Başta Gürcü halk şarkıları olmak üzere çekici bir soundtrack’i var filmin; bu folk ezgilerinin yanında aralarında Robyn ve ABBA’nın da olduğu müzisyenlerin eserlerinden de yararlanıyor film ve özellikle ABBA sahnesinde bir parça klişe gibi görünse de seyrettiğimiz, yine de hikâyeye yakışacak şekilde yapıyor bunu. Filmin klişelerle ilgili asıl sıkıntısı ise, karakterler ve hikâyedeki gelişmelerle ilgili. Örneğin Merab’ın kız arkadaşı, sevdiği erkekle ilgili gerçeği keşfetmesi ve finaldeki yaklaşımı ile defalarca seyrettiğimiz bir “anlayışlı ve desteğini hiç esirgemeyen kadın” karakteri aynen karşımıza getirirken, diğer birkaç yan karakter de Levan Akin’in vermek istediği mesaj düşünülerek oluşturulmuş gibi görünüyor. Son bir problem olarak da Merab’ın abisi ile Irakli’nin karşılaşmaları gibi tesadüflerin biraz zorlama olduğunu söyleyelim ve Akin’in senaryosunun bu tür durumları daha yaratıcı bir şekilde halletmemesinin sıkıntılı olduğunun altını çizelim.

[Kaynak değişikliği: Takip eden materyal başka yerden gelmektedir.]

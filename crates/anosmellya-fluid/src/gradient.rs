//! Finite-difference gradient of a smell field at one tile.

use anosmellya_core::Vec2;
use anosmellya_grid::Grid;

/// Gradient of `grid` at `(x, y)` as `(right - left, below - above)`.
///
/// Uses the four immediate toroidal neighbours. The difference is not
/// halved: only its direction and relative size matter to the sensing
/// model, which normalizes it.
pub fn smell_gradient(grid: &Grid<f32>, x: u32, y: u32) -> Vec2 {
    let right = *grid.at_small_translated(x, y, 1, 0);
    let left = *grid.at_small_translated(x, y, -1, 0);
    let below = *grid.at_small_translated(x, y, 0, 1);
    let above = *grid.at_small_translated(x, y, 0, -1);
    Vec2::new(right - left, below - above)
}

Düğünde papazın “Adem, Havva, erkek, kadın ve küreselleşmenin neden olduğu sapkınlıklar” konulu konuşmasının oldukça tanıdık geleceği ve acı acı güldüreceği filmde dans sahnelerin koreografisini hazırlayan Gürcü sanatçının isminin gizli tutulduğunu öğreniyoruz kapanış jeneriğinde. Bunun nedenini “sanatçının ülkesinde çalışmaya devam edebilmesi için” diyerek açıklayan Akin’in filmi çok derinlere gitmese de, gerçekleşmesi imkânsız bir mutluluğu kaybetmenin acısını, yüzleşmeyi, aşkın coşkusunu ve özgürlük ihtiyacını çok iyi yansıtan, yüreklere dokunması ile kesinlikle ilgiyi hak eden ve tüm dans bölümlerinin tadının çıkarılması gereken bir sinema eseri; halk dansının katı disiplini içinde kendini keşfetmenin ve özgürlüğü bulmanın hikâyesi.